As fibras trepadeiras originam-se exclusivamente nos núcleos olivares inferiores, e são projeções excitatórias aos núcleos profundos e às células de Purkinje. Seus axônios sobem e se enrolam nos dendritos das células de Purkinje, como uma videira ou parreira. Cada célula de Purkinje recebe aferência de apenas uma fibra trepadeira. Cada fibra trepadeira projeta para até 10 células de Purkinje, com até 300 sinapses por célula. Seu papel parece ser intimamente relacionado à aprendizagem motora, já que a sua frequência de disparo aumenta especialmente quando o sujeito é exposto a uma carga inesperada durante um movimento. Uma vez que o sujeito se adapte a esta carga, ou seja, aprenda o novo movimento, a frequência de descargas complexas retorna ao basal.



Figura 5.3 - Fluxograma de aferência e eferência cerebelares, e suas relações com os núcleos profundos e pedúnculos cerebelares.


VASCULARIZAÇÃO ARTERIAL DO CEREBELO


O cerebelo recebe irrigação arterial de três artérias, descritas abaixo:


1. artéria cerebelar superior


De origem próxima ao topo da basilar, tem trajeto inferior ao nervo oculomotor, e ao redor do pedúnculo cerebral, de onde chega à superfície superior do cerebelo. Supre tipicamente toda a superfície superior dos hemisférios cerebelares, até a fissura horizontal, o verme superior, núcleo denteado, boa parte da substância branca cerebelar e parte do mesencéfalo.


2. artéria cerebelar anterior inferior


De origem na artéria basilar, na transição bulbo-pontina, dá origem à artéria labiríntica, e tem um curso variável, as vezes se anastomosando a outra artérias.
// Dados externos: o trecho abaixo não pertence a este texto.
#[test]
fn small_buffer_evicts_and_keeps_replay_frame() {
    let config = ViewConfig {
        tick_capacity: 5,
        ..ViewConfig::default()
    };
    let mut view = RunView::new(config);
    view.handle(ViewInput::CatalogLoaded {
        scenarios: Ok(vec![scenario("s1")]),
        runs:      Ok(vec![run("r1", RunStage::Running, 1)]),
    });
    view.handle(ViewInput::StreamOpened {
        run_id: "r1".to_string(),
        epoch:  1,
    });
    for i in 0..5 {
        message(&mut view, "r1", 1, tick_json(RunStage::Running, i as f64, 0));
    }
    view.handle(ViewInput::SetMode(ReplayMode::Replay));
    view.handle(ViewInput::Seek(3));
    assert_eq!(view.active().and_then(|a| a.cursor_sequence()), Some(3));
    message(&mut view, "r1", 1, tick_json(RunStage::Running, 5.0, 0));

    assert_eq!(buffered(&view), 5);
    let frame = view.frame().expect("frame");
    assert_eq!(frame.elapsed_seconds, Some(3.0), "still showing the same tick");
    assert_eq!(view.active().and_then(|a| a.cursor()), Some(2), "index shifted by the eviction");
    assert_eq!(
        view.active().and_then(|a| a.cursor_sequence()),
        Some(3),
        "sequence names the same tick after eviction"
    );
}

/// The frozen frame keeps its identity while live ticks keep arriving;
/// going live moves it to the newest tick.
#[test]
fn frozen_frame_identity_ignores_new_ticks() {
    let mut view = streaming();
    for i in 0..3 {
        message(&mut view, "r1", 1, tick_json(RunStage::Running, i as f64, 0));
    }
    view.handle(ViewInput::SetMode(ReplayMode::Replay));
    view.handle(ViewInput::Seek(1));
    let frozen = view.active().and_then(|a| a.cursor_sequence());
    assert_eq!(frozen, Some(1));

    for i in 3..6 {
        message(&mut view, "r1", 1, tick_json(RunStage::Running, i as f64, 0));
        assert_eq!(view.active().and_then(|a| a.cursor_sequence()), frozen, "tick {i} moved the frame");
    }

    view.handle(ViewInput::SetMode(ReplayMode::Live));
    assert_eq!(view.active().and_then(|a| a.cursor_sequence()), Some(5));
}

// ── Switching and staleness ────────────────────────────────────────

/// A reconnect timer from the previous run must not reopen anything.
#[test]
fn no_reconnect_after_switching_runs() {
    let (mut view, _) = loaded(vec![
        run("r1", RunStage::Running, 2),
        run("r2", RunStage::Completed, 1),
    ]);
    let fx = fail(&mut view, "r1", 1);
    assert_eq!(
        fx,
        vec![Effect::ScheduleReconnect {
            run_id: "r1".to_string(),
            epoch:  1,
            delay:  Duration::from_secs(1),
        }]
    );
    assert_eq!(view.notices().count_of(NoticeKind::Reconnecting), 1);

    let fx = view.handle(ViewInput::SelectRun("r2".to_string()));
    assert_eq!(
        fx,
        vec![
            Effect::CancelReconnect {
                run_id: "r1".to_string(),
            },
            Effect::FetchRun {
                run_id: "r2".to_string(),
                epoch:  2,
            },
        ]
    );
    assert_eq!(view.notices().count_of(NoticeKind::Reconnecting), 0);

    let fx = view.handle(ViewInput::ReconnectDue {
        run_id: "r1".to_string(),
        epoch:  1,
    });
    assert!(fx.is_empty(), "stale timer opened something: {fx:?}");

    message(&mut view, "r1", 1, tick_json(RunStage::Running, 9.0, 0));
    assert_eq!(buffered(&view), 0, "old run's tick leaked into the new run");
}

#[test]
fn stale_run_detail_is_ignored() {
    let (mut view, _) = loaded(vec![
        run("r1", RunStage::Running, 2),
        run("r2", RunStage::Completed, 1),
    ]);
    view.handle(ViewInput::SelectRun("r2".to_string()));

    let fx = view.handle(ViewInput::RunLoaded {
        run_id: "r1".to_string(),
        epoch:  1,
        result: Ok(detail("r1", RunStage::Running, true)),
    });
    assert!(fx.is_empty());
    assert_eq!(view.active_run_id(), Some("r2"));
    assert_eq!(
        view.frame().map(|f| f.source),
        Some(FrameSource::ScenarioLayout),
        "no snapshot was taken from the stale result"
    );
}

/// Re-selecting the same run keeps its stores.
#[test]
fn reselecting_active_run_is_a_no_op() {
    let mut view = streaming();
    message(&mut view, "r1", 1, tick_json(RunStage::Running, 1.0, 0));
    let fx = view.handle(ViewInput::SelectRun("r1".to_string()));
    assert!(fx.is_empty());
    assert_eq!(buffered(&view), 1);
    assert_eq!(view.active().map(|a| a.epoch()), Some(1));
}

// ── Failure handling ───────────────────────────────────────────────

#[test]
fn exhaustion_switches_to_polling_until_terminal() {
    let (mut view, _) = loaded(vec![run("r1", RunStage::Running, 1)]);

    for attempt in 0..5u32 {
        let fx = fail(&mut view, "r1", 1);
        assert!(
            matches!(fx.as_slice(), [Effect::ScheduleReconnect { .. }]),
            "failure {attempt}: {fx:?}"
        );
        let fx = view.handle(ViewInput::ReconnectDue {
            run_id: "r1".to_string(),
            epoch:  1,
        });
        assert_eq!(
            fx,
            vec![Effect::OpenStream {
                run_id:  "r1".to_string(),
                epoch:   1,
                attempt: attempt + 1,
            }]
        );
    }
    assert_eq!(view.notices().count_of(NoticeKind::Reconnecting), 1);

    let fx = fail(&mut view, "r1", 1);
    assert_eq!(
        fx,
        vec![Effect::FetchRun {
            run_id: "r1".to_string(),
            epoch:  1,
        }]
    );
    assert_eq!(view.notices().count_of(NoticeKind::ConnectionLost), 1);
    assert!(view.active().is_some_and(|a| a.is_polling()));

    let lost = view
        .notices()
        .iter()
        .find(|n| n.kind == NoticeKind::ConnectionLost)
        .map(|n| n.id)
        .expect("connection lost notice");
    view.handle(ViewInput::DismissNotice(lost));
    assert_eq!(view.notices().count_of(NoticeKind::ConnectionLost), 1, "persistent");

    let fx = view.handle(ViewInput::RunLoaded {
        run_id: "r1".to_string(),
        epoch:  1,
        result: Ok(detail("r1", RunStage::Running, true)),
    });
    assert_eq!(
        fx,
        vec![Effect::SchedulePoll {
            run_id: "r1".to_string(),
            epoch:  1,
            delay:  Duration::from_secs(5),
        }]
    );
    assert_eq!(view.frame().map(|f| f.source), Some(FrameSource::RunSnapshot));

    let fx = view.handle(ViewInput::PollDue {
        run_id: "r1".to_string(),
        epoch:  1,
    });
    assert_eq!(
        fx,
        vec![Effect::FetchRun {
            run_id: "r1".to_string(),
            epoch:  1,
        }]
    );

    let fx = view.handle(ViewInput::RunLoaded {
        run_id: "r1".to_string(),
        epoch:  1,
        result: Ok(detail("r1", RunStage::Completed, true)),
    });
    assert!(fx.is_empty(), "polling stops at a terminal stage: {fx:?}");
    assert!(view.active().is_some_and(|a| !a.is_polling()));
}

#[test]
fn clean_close_on_live_run_polls() {
    let mut view = streaming();
    let fx = view.handle(ViewInput::StreamEnded {
        run_id: "r1".to_string(),
        epoch:  1,
        cause:  EndCause::CleanClose,
    });
    assert_eq!(
        fx,
        vec![Effect::FetchRun {
            run_id: "r1".to_string(),
            epoch:  1,
        }]
    );
    assert!(view.active().is_some_and(|a| a.is_polling()));
    assert!(view.notices().is_empty(), "a clean close is not an error");
}

#[test]
fn failed_initial_catalog_degrades_view() {
    let mut view = RunView::new(ViewConfig::default());
    view.start();
    let fx = view.handle(ViewInput::CatalogLoaded {
        scenarios: Err(http_error()),
        runs:      Ok(vec![]),
    });
    assert!(fx.is_empty());
    assert!(matches!(view.catalog_status(), CatalogStatus::Failed(reason) if reason.contains("503")));
    assert!(view.handle(ViewInput::CatalogRefreshDue).is_empty(), "no automatic retry");

    assert_eq!(view.handle(ViewInput::Refresh), vec![Effect::FetchCatalog]);
    view.handle(ViewInput::CatalogLoaded {
        scenarios: Ok(vec![scenario("s1")]),
        runs:      Ok(vec![]),
    });
    assert_eq!(view.catalog_status(), &CatalogStatus::Ready);
    assert_eq!(
        view.frame().map(|f| f.source),
        Some(FrameSource::ScenarioLayout),
        "scenario layout shown with no run"
    );
}

#[test]
fn later_refresh_failure_is_a_notice() {
    let mut view = streaming();
    view.handle(ViewInput::CatalogLoaded {
        scenarios: Ok(vec![scenario("s1")]),
        runs:      Err(http_error()),
    });
    assert_eq!(view.catalog_status(), &CatalogStatus::Ready);
    assert_eq!(view.notices().count_of(NoticeKind::RequestFailed), 1);
    assert_eq!(view.active_run_id(), Some("r1"), "existing run kept");

    let id = view.notices().iter().next().map(|n| n.id).expect("notice");
    view.handle(ViewInput::DismissNotice(id));
    assert!(view.notices().is_empty());
}

// ── Operator actions ───────────────────────────────────────────────

#[test]
fn launch_validates_scenario_and_reports_failure() {
    let (mut view, _) = loaded(vec![]);

    assert!(view.handle(ViewInput::LaunchRun("nope".to_string())).is_empty());
    assert_eq!(view.action_error().map(|e| e.action), Some(UserAction::LaunchRun));

    let fx = view.handle(ViewInput::LaunchRun("s1".to_string()));
    assert_eq!(
        fx,
        vec![Effect::LaunchRun {
            scenario_id: "s1".to_string(),
        }]
    );
    assert!(view.action_error().is_none(), "retry clears the inline error");

    view.handle(ViewInput::RunLaunched(Err(http_error())));
    assert!(view
        .action_error()
        .is_some_and(|e| e.action == UserAction::LaunchRun && e.message.contains("unavailable")));
}

#[test]
fn launched_run_becomes_active() {
    let (mut view, _) = loaded(vec![run("old", RunStage::Completed, 1)]);
    let fx = view.handle(ViewInput::RunLaunched(Ok(run("new", RunStage::WarmingUp, 5))));

    assert_eq!(view.active_run_id(), Some("new"));
    assert!(view.catalog().selection().is_some_and(|s| s.manual));
    assert!(fx.contains(&Effect::OpenStream {
        run_id:  "new".to_string(),
        epoch:   2,
        attempt: 0,
    }));
}

#[test]
fn cancel_needs_an_active_run() {
    let mut view = RunView::new(ViewConfig::default());
    assert!(view.handle(ViewInput::CancelRun).is_empty());
    assert_eq!(view.action_error().map(|e| e.action), Some(UserAction::CancelRun));

    let mut view = streaming();
    assert_eq!(
        view.handle(ViewInput::CancelRun),
        vec![Effect::CancelRun {
            run_id: "r1".to_string(),
        }]
    );
    view.handle(ViewInput::CancelRequested {
        run_id: "r1".to_string(),
        result: Err(http_error()),
    });
    assert_eq!(view.action_error().map(|e| e.action), Some(UserAction::CancelRun));
}

#[test]
fn created_scenario_joins_catalog() {
    let (mut view, _) = loaded(vec![]);
    let config = scenario("s2").config;
    assert_eq!(
        view.handle(ViewInput::CreateScenario(config.clone())),
        vec![Effect::CreateScenario(config)]
    );
    view.handle(ViewInput::ScenarioCreated(Ok(scenario("s2"))));
    assert!(view.catalog().scenario("s2").is_some());
}

#[test]
fn leaving_closes_everything() {
    let mut view = streaming();
    message(&mut view, "r1", 1, tick_json(RunStage::Running, 1.0, 0));
    let fx = view.handle(ViewInput::Leave);
    assert_eq!(
        fx,
        vec![Effect::CloseStream {
            run_id: "r1".to_string(),
        }]
    );
    assert!(view.active().is_none());
}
O tecido irrigado por esta artéria varia, porém geralmente inclui o pedúnculo cerebelar médio, a porção infero-lateral da ponte, o flóculo, e a superfície anterior e inferior do cerebelo. Também dá origem à artéria labiríntica, que irriga o ouvido interno.


3. artéria cerebelar posterior inferior


É uma das artérias mais variáveis em curso e origem, além de tipicamente tortuosa. Sua origem habitual é nas artérias vertebrais, porém também pode advir de localização extracraniana, da basilar, ou ser ausente. Seu território de suprimento, por este motivo, também é variável, e pode incluir, as tonsilas cerebelares, os lóbulos biventrais, o núcleo grácil (no bulbo), o lóbulo semilunar superior, a porção inferior do verme e o bulbo caudal.